Wednesday, April 22, 2015

To Russia with Love

OK, the Russian thing just keeps happening, meaning coincidences involving Russia. First, here are some lovely matryoshka, made of glass, by Masha Emmons. They were her senior art project, purchased for display at the Center for Liberal Arts at Illinois Wesleyan University, where one of her paintings will also hang in the Ames Library. (A bit of extra delight: Ames Library was a favorite reading spot for Chris Al-Aswad, who founded Escape Into Life.) And wouldn't you know, our EIL reviewer, Scott Klavan, has just reviewed Dr. Zhivago, the musical.

This caused me to remember that when I read the Boris Pasternak novel as a teen, I loved it. "What did you like best?" my parents asked me. "The poetry," I answered, surprising even myself. Surely I loved the love story and the battle of political philosophies. But I do remember when I turned to the back of the book and found all the poems there, I was struck by the magic of it; it made it all so real. As it was!

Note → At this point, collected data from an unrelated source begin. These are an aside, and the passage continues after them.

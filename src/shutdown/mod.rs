use std::io;
use std::sync::Arc;
use std::sync::atomic::{AtomicBool, Ordering};

#[cfg(unix)]
use signal_hook::consts::signal::{SIGINT, SIGTERM};
#[cfg(unix)]
use signal_hook::flag;
#[cfg(unix)]
use signal_hook::low_level::unregister;
#[cfg(unix)]
use signal_hook::SigId;

// Shared stop flag observed by the broker loop, its acceptor/readers and every worker.
#[derive(Clone, Debug, Default)]
pub struct ShutdownSignal {
    triggered: Arc<AtomicBool>,
}

impl ShutdownSignal {
    pub fn new() -> Self {
        Self::default()
    }

    pub fn trigger(&self) {
        self.triggered.store(true, Ordering::SeqCst);
    }

    pub fn is_triggered(&self) -> bool {
        self.triggered.load(Ordering::SeqCst)
    }
}

pub struct ShutdownHooks {
    signal: ShutdownSignal,
    #[cfg(unix)]
    sig_ids: Vec<SigId>,
}

impl ShutdownHooks {
    pub fn install() -> io::Result<Self> {
        let signal = ShutdownSignal::new();

        #[cfg(unix)]
        {
            let id_int = flag::register(SIGINT, Arc::clone(&signal.triggered))?;
            let id_term = flag::register(SIGTERM, Arc::clone(&signal.triggered))?;
            Ok(Self {
                signal,
                sig_ids: vec![id_int, id_term],
            })
        }

        #[cfg(not(unix))]
        {
            Ok(Self { signal })
        }
    }

    pub fn signal(&self) -> ShutdownSignal {
        self.signal.clone()
    }

    pub fn is_triggered(&self) -> bool {
        self.signal.is_triggered()
    }
}

impl Drop for ShutdownHooks {
    fn drop(&mut self) {
        #[cfg(unix)]
        for id in self.sig_ids.drain(..) {
            unregister(id);
        }
    }
}
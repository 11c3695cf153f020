use std::collections::BTreeMap;
use std::fmt;
use std::sync::Arc;
use std::time::Duration;

pub mod memory;

pub use memory::MemoryBackend;

#[derive(Clone, Copy, Debug, PartialEq, Eq)]
pub enum BackendEngine {
    Memory,
}

impl BackendEngine {
    pub fn parse(raw: &str) -> Option<Self> {
        match raw {
            "memory" => Some(Self::Memory),
            _ => None,
        }
    }

    pub fn as_str(self) -> &'static str {
        match self {
            Self::Memory => "memory",
        }
    }
}

// Where a handler wants to connect. `address` names the queue manager or namespace;
// `properties` carries everything else the family parsed from the URL and context.
#[derive(Clone, Debug, Default, PartialEq, Eq)]
pub struct BackendTarget {
    pub address: String,
    pub properties: BTreeMap<String, String>,
}

impl BackendTarget {
    pub fn new(address: impl Into<String>) -> Self {
        Self {
            address: address.into(),
            properties: BTreeMap::new(),
        }
    }

    pub fn with_property(mut self, key: &str, value: impl Into<String>) -> Self {
        self.properties.insert(key.to_owned(), value.into());
        self
    }
}

#[derive(Clone, Debug, PartialEq, Eq)]
pub struct BackendMessage {
    pub id: String,
    pub body: Vec<u8>,
}

#[derive(Debug, PartialEq, Eq)]
pub enum DriverError {
    ConnectionRefused { address: String, reason: String },
    ConnectionBroken { address: String },
    Closed,
    UnknownDestination { destination: String },
}

impl DriverError {
    // A broken connection cannot serve further requests; the owning worker must retire.
    pub fn is_fatal(&self) -> bool {
        matches!(self, Self::ConnectionBroken { .. })
    }
}

impl fmt::Display for DriverError {
    fn fmt(&self, f: &mut fmt::Formatter<'_>) -> fmt::Result {
        match self {
            Self::ConnectionRefused { address, reason } => {
                write!(f, "connection to {address} refused: {reason}")
            }
            Self::ConnectionBroken { address } => {
                write!(f, "connection to {address} is broken")
            }
            Self::Closed => write!(f, "connection is closed"),
            Self::UnknownDestination { destination } => {
                write!(f, "destination {destination} does not exist")
            }
        }
    }
}

impl std::error::Error for DriverError {}

pub trait BackendDriver: Send + Sync {
    fn connect(&self, target: &BackendTarget) -> Result<Box<dyn BackendConnection>, DriverError>;
}

pub trait BackendConnection: Send {
    // Makes sure `destination` exists so that later puts are retained for it.
    fn declare(&mut self, destination: &str) -> Result<(), DriverError>;
    fn put(&mut self, destination: &str, body: Vec<u8>) -> Result<String, DriverError>;
    fn get(
        &mut self,
        destination: &str,
        wait: Duration,
    ) -> Result<Option<BackendMessage>, DriverError>;
    fn close(&mut self) -> Result<(), DriverError>;
}

#[derive(Clone)]
pub struct BackendDrivers {
    pub queue_manager: Arc<dyn BackendDriver>,
    pub service_bus: Arc<dyn BackendDriver>,
}

impl BackendDrivers {
    pub fn for_engine(engine: BackendEngine) -> Self {
        match engine {
            BackendEngine::Memory => Self::memory(MemoryBackend::new()),
        }
    }

    pub fn memory(backend: MemoryBackend) -> Self {
        let shared: Arc<dyn BackendDriver> = Arc::new(backend);
        Self {
            queue_manager: Arc::clone(&shared),
            service_bus: shared,
        }
    }
}

impl fmt::Debug for BackendDrivers {
    fn fmt(&self, f: &mut fmt::Formatter<'_>) -> fmt::Result {
        f.debug_struct("BackendDrivers")
            .field("queue_manager", &"<dyn BackendDriver>")
            .field("service_bus", &"<dyn BackendDriver>")
            .finish()
    }
}

#[cfg(test)]
mod tests {
    use super::{BackendEngine, DriverError};

    #[test]
    fn only_memory_engine_is_supported() {
        assert_eq!(BackendEngine::parse("memory"), Some(BackendEngine::Memory));
        assert_eq!(BackendEngine::parse("pymqi"), None);
        assert_eq!(BackendEngine::Memory.as_str(), "memory");
    }

    #[test]
    fn only_broken_connections_are_fatal() {
        assert!(DriverError::ConnectionBroken {
            address: "QM1".to_owned()
        }
        .is_fatal());
        assert!(!DriverError::Closed.is_fatal());
    }
}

And we've had a weensy return to winter here, temps in the 30s. So it's definitely a Random Coinciday, as well as a Russian Hump of the Week!

Tuesday, April 21, 2015

More to Say

My reading has led to more pithy sayings, wouldn't you know, and people quoting other people, so now we're all like nested Russian dolls. In this fabulous interview in The Sun, David Mason quotes Ernest Hemingway saying, "Remember to get the weather in your damn book." It might not appear in the online snippet I've linked here--I've got the print version--but you will find Mason quoting Robinson Jeffers on finding "the honey of peace in old poems." I like that.

Speaking of snippets, my poem-a-day prompt for today is "a snippet of overheard talk," which may get me in trouble with 1) the devil 2) CollageMama, as you can read in her blog entry, "Prohibition against eavesdropping." This is a poem I have yet to write, but I have overheard the conversation.

Lately, the Russians have been reading my blog, and I don't know why. So today I've invented a reason. Lastly, thanks to Wikipedia for the Matryoshka dolls.

Saturday, April 18, 2015

Speaking of Sayings

Speaking of sayings, Ernest Hemingway said this: "All things truly wicked start from an innocence." That shook me. On a more cheerful note, I'm reading Do-Over! by Robin Hemley, about re-living icky moments to make them into better moments. He quotes W.H. Auden in "Honour" saying this: "The first truth a schoolmaster has to learn is that if the fool would persist in his folly he would become wise; in other words, to leave well enough alone and not to give advice until it is asked for, remembering that nearly all his education is done by the boy himself with the help of other boys his own age. There is far too much talk of ideals at all schools. Ideals are the conclusions drawn from a man of experience, not the data: they are essentially for the mature."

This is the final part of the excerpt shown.